Collected data entries:
§ §
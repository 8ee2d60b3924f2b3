//! In-process platform with no real windows or notification center
//!
//! Keeps clients and notifications in memory and logs every action.

use crate::error::{SwError, SwResult};
use crate::platform::{Clients, Notification, Notifications, WindowClient};
use async_trait::async_trait;
use tokio::sync::RwLock;
use tracing::info;
use url::Url;
use uuid::Uuid;

/// Headless platform
#[derive(Debug, Default)]
pub struct HeadlessPlatform {
    windows: RwLock<Vec<WindowClient>>,
    shown: RwLock<Vec<Notification>>,
}

impl HeadlessPlatform {
    /// Create an empty platform
    pub fn new() -> Self {
        Self::default()
    }

    /// Add an open, uncontrolled page
    pub async fn add_window(&self, url: Url) -> WindowClient {
        let client = WindowClient {
            id: Uuid::new_v4(),
            url,
            focused: false,
            controlled: false,
        };
        self.windows.write().await.push(client.clone());
        client
    }

    /// Notifications currently displayed
    pub async fn notifications(&self) -> Vec<Notification> {
        self.shown.read().await.clone()
    }
}

#[async_trait]
impl Clients for HeadlessPlatform {
    async fn claim(&self) -> SwResult<usize> {
        let mut windows = self.windows.write().await;
        let mut claimed = 0;
        for window in windows.iter_mut().filter(|w| !w.controlled) {
            window.controlled = true;
            claimed += 1;
        }
        Ok(claimed)
    }

    async fn windows(&self) -> SwResult<Vec<WindowClient>> {
        Ok(self.windows.read().await.clone())
    }

    async fn focus(&self, id: Uuid) -> SwResult<WindowClient> {
        let mut windows = self.windows.write().await;
        for window in windows.iter_mut() {
            window.focused = window.id == id;
        }
        let focused = windows
            .iter()
            .find(|w| w.id == id)
            .cloned()
            .ok_or_else(|| SwError::ClientNotFound(id.to_string()))?;
        info!("Focused window {}", focused.url);
        Ok(focused)
    }

    async fn open_window(&self, url: &Url) -> SwResult<WindowClient> {
        let mut windows = self.windows.write().await;
        for window in windows.iter_mut() {
            window.focused = false;
        }
        let client = WindowClient {
            id: Uuid::new_v4(),
            url: url.clone(),
            focused: true,
            controlled: true,
        };
        windows.push(client.clone());
        info!("Opened window {}", url);
        Ok(client)
    }
}

#[async_trait]
impl Notifications for HeadlessPlatform {
    async fn show(&self, notification: Notification) -> SwResult<()> {
        info!("Notification: {} - {}", notification.title, notification.body);
        self.shown.write().await.push(notification);
        Ok(())
    }

    async fn close(&self, id: Uuid) -> SwResult<()> {
        self.shown.write().await.retain(|n| n.id != id);
        Ok(())
    }
}
//! Confirmation prompt with non-interactive fallback

use super::context::UiContext;
use crate::error::{SwError, SwResult};

/// Ask for confirmation.
///
/// Auto-yes approves; a non-interactive context answers `default`.
pub async fn confirm(ctx: &UiContext, message: &str, default: bool) -> SwResult<bool> {
    if ctx.auto_yes() {
        return Ok(true);
    }
    if !ctx.is_interactive() {
        return Ok(default);
    }

    // cliclack blocks on stdin
    let message = message.to_string();
    tokio::task::spawn_blocking(move || {
        cliclack::confirm(&message)
            .initial_value(default)
            .interact()
    })
    .await
    .map_err(|e| SwError::Task(format!("prompt task failed: {}", e)))?
    .map_err(|e| SwError::User(format!("Prompt failed: {}", e)))
}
§ §
§ **EXERCISE DESCRIPTION**:
What is wanted is the complete set of entries, returned verbatim.

§ **ANSWER TO THIS EXERCISE**:
repository 8ee2d60b3924f2b3
//! In-process platform with no real windows or notification center
//!
//! Keeps clients and notifications in memory and logs every action.

use crate::error::{SwError, SwResult};
use crate::platform::{Clients, Notification, Notifications, WindowClient};
use async_trait::async_trait;
use tokio::sync::RwLock;
use tracing::info;
use url::Url;
use uuid::Uuid;

/// Headless platform
#[derive(Debug, Default)]
pub struct HeadlessPlatform {
    windows: RwLock<Vec<WindowClient>>,
    shown: RwLock<Vec<Notification>>,
}

impl HeadlessPlatform {
    /// Create an empty platform
    pub fn new() -> Self {
        Self::default()
    }

    /// Add an open, uncontrolled page
    pub async fn add_window(&self, url: Url) -> WindowClient {
        let client = WindowClient {
            id: Uuid::new_v4(),
            url,
            focused: false,
            controlled: false,
        };
        self.windows.write().await.push(client.clone());
        client
    }

    /// Notifications currently displayed
    pub async fn notifications(&self) -> Vec<Notification> {
        self.shown.read().await.clone()
    }
}

#[async_trait]
impl Clients for HeadlessPlatform {
    async fn claim(&self) -> SwResult<usize> {
        let mut windows = self.windows.write().await;
        let mut claimed = 0;
        for window in windows.iter_mut().filter(|w| !w.controlled) {
            window.controlled = true;
            claimed += 1;
        }
        Ok(claimed)
    }

    async fn windows(&self) -> SwResult<Vec<WindowClient>> {
        Ok(self.windows.read().await.clone())
    }

    async fn focus(&self, id: Uuid) -> SwResult<WindowClient> {
        let mut windows = self.windows.write().await;
        for window in windows.iter_mut() {
            window.focused = window.id == id;
        }
        let focused = windows
            .iter()
            .find(|w| w.id == id)
            .cloned()
            .ok_or_else(|| SwError::ClientNotFound(id.to_string()))?;
        info!("Focused window {}", focused.url);
        Ok(focused)
    }

    async fn open_window(&self, url: &Url) -> SwResult<WindowClient> {
        let mut windows = self.windows.write().await;
        for window in windows.iter_mut() {
            window.focused = false;
        }
        let client = WindowClient {
            id: Uuid::new_v4(),
            url: url.clone(),
            focused: true,
            controlled: true,
        };
        windows.push(client.clone());
        info!("Opened window {}", url);
        Ok(client)
    }
}

#[async_trait]
impl Notifications for HeadlessPlatform {
    async fn show(&self, notification: Notification) -> SwResult<()> {
        info!("Notification: {} - {}", notification.title, notification.body);
        self.shown.write().await.push(notification);
        Ok(())
    }

    async fn close(&self, id: Uuid) -> SwResult<()> {
        self.shown.write().await.retain(|n| n.id != id);
        Ok(())
    }
}
//! Confirmation prompt with non-interactive fallback

use super::context::UiContext;
use crate::error::{SwError, SwResult};

/// Ask for confirmation.
///
/// Auto-yes approves; a non-interactive context answers `default`.
pub async fn confirm(ctx: &UiContext, message: &str, default: bool) -> SwResult<bool> {
    if ctx.auto_yes() {
        return Ok(true);
    }
    if !ctx.is_interactive() {
        return Ok(default);
    }

    // cliclack blocks on stdin
    let message = message.to_string();
    tokio::task::spawn_blocking(move || {
        cliclack::confirm(&message)
            .initial_value(default)
            .interact()
    })
    .await
    .map_err(|e| SwError::Task(format!("prompt task failed: {}", e)))?
    .map_err(|e| SwError::User(format!("Prompt failed: {}", e)))
}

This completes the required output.